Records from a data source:
···

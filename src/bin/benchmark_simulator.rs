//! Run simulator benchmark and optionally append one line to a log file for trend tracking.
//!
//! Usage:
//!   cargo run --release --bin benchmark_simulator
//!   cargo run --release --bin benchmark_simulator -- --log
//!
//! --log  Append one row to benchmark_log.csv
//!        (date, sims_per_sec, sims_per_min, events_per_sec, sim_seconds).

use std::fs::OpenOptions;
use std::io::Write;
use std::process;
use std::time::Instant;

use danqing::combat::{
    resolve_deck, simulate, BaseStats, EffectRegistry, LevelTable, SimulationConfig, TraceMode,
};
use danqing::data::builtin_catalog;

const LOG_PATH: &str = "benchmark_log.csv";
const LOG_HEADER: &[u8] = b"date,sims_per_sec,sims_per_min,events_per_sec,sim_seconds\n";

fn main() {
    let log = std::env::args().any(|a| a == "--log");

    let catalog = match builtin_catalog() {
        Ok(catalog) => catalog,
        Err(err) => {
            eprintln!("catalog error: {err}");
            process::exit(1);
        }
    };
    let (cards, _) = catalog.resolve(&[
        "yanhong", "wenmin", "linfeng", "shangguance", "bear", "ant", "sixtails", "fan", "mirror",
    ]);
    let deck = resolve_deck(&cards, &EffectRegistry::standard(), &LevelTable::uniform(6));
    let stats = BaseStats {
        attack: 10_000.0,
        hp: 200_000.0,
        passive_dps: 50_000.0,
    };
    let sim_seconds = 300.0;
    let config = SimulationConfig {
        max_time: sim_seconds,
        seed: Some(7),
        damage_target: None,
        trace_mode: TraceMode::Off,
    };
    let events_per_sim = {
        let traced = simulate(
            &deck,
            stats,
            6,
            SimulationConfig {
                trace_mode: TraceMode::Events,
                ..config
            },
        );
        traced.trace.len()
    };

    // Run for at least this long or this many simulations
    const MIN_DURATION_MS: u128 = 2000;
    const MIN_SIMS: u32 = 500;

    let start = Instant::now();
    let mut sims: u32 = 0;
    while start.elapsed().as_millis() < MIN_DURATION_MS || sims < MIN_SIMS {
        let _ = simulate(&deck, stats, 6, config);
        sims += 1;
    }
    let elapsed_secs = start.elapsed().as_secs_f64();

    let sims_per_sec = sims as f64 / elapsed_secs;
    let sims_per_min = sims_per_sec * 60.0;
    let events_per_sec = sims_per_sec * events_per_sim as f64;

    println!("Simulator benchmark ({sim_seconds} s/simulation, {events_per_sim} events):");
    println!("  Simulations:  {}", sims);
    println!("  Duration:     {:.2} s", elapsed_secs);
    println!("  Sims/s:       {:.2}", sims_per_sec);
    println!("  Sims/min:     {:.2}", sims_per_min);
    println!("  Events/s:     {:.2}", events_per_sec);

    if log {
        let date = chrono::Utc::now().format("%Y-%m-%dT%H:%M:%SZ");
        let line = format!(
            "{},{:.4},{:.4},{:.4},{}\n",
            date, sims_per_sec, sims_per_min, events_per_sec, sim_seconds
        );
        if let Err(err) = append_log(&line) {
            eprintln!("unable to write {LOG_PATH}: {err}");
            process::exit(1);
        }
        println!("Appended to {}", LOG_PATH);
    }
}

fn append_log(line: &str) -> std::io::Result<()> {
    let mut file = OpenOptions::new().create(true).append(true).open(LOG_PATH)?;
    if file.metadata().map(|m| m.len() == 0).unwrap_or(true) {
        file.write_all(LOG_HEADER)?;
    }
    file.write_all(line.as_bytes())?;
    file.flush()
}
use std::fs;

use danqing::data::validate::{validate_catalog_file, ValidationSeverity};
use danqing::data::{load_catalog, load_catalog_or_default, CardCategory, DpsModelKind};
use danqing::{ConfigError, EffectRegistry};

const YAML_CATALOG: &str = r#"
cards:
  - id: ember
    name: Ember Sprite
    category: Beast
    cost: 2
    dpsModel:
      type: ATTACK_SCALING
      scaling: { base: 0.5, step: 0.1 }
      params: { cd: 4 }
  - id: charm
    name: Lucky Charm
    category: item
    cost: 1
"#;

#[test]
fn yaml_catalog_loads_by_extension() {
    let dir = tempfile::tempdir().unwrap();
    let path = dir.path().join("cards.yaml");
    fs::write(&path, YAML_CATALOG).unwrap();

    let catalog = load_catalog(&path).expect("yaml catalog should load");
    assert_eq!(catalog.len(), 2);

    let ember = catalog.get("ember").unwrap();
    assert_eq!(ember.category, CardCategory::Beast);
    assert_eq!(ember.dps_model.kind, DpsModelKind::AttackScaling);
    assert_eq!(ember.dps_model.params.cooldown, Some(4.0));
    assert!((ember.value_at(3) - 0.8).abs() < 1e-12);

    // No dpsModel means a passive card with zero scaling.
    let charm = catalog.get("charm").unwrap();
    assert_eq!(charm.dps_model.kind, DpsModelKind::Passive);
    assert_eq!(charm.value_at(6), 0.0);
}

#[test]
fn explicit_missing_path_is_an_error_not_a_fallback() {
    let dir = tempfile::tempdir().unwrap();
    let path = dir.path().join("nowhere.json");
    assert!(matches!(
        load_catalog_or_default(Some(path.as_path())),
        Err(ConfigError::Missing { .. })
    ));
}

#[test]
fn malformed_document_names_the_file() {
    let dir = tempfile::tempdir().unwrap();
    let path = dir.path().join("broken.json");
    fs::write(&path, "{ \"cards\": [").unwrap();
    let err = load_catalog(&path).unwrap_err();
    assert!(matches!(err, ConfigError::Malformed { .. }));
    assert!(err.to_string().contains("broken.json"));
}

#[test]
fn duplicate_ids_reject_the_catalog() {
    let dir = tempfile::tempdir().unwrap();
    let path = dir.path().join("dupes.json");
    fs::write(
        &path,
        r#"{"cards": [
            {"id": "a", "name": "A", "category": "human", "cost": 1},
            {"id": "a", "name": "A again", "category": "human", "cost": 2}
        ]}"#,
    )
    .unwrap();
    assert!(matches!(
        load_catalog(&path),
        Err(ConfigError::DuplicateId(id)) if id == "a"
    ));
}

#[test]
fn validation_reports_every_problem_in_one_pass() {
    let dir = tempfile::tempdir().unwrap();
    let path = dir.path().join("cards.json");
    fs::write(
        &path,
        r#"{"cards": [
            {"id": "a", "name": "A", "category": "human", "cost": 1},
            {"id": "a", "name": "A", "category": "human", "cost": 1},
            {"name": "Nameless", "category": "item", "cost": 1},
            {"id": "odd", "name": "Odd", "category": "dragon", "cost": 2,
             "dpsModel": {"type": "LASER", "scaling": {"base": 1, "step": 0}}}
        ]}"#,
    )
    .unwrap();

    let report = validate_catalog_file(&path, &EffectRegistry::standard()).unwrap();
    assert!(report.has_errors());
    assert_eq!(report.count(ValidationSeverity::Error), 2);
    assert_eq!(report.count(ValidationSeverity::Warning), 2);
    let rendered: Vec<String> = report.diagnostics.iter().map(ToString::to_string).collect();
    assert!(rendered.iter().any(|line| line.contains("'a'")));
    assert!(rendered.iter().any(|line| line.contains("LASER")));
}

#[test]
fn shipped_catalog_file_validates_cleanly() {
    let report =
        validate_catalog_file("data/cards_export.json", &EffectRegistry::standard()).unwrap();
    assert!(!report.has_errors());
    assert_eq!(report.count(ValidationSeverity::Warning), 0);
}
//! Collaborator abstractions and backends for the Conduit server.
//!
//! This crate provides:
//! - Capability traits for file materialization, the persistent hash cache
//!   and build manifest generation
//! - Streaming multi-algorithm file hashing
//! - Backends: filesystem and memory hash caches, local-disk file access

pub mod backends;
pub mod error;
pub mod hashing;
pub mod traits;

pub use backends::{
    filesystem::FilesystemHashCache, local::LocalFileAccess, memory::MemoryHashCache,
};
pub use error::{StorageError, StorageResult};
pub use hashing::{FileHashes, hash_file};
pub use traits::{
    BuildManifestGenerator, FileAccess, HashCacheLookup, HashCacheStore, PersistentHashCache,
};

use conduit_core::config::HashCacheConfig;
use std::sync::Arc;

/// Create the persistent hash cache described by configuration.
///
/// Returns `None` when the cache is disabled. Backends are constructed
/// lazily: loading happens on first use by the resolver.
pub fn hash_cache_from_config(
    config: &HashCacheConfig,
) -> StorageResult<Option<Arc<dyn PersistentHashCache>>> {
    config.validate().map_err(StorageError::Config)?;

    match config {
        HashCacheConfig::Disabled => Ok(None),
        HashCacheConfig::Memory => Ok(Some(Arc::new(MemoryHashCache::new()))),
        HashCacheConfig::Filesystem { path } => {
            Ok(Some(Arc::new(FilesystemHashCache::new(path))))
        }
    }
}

···

WORK TASK: Look above for the line with "let start = Instant::now();" and the line with "let sims_per_sec = sims". Retype those two lines and every line between them exactly, adding nothing.

REPLY:
    let start = Instant::now();
    let mut sims: u32 = 0;
    while start.elapsed().as_millis() < MIN_DURATION_MS || sims < MIN_SIMS {
        let _ = simulate(&deck, stats, 6, config);
        sims += 1;
    }
    let elapsed_secs = start.elapsed().as_secs_f64();

    let sims_per_sec = sims as f64 / elapsed_secs;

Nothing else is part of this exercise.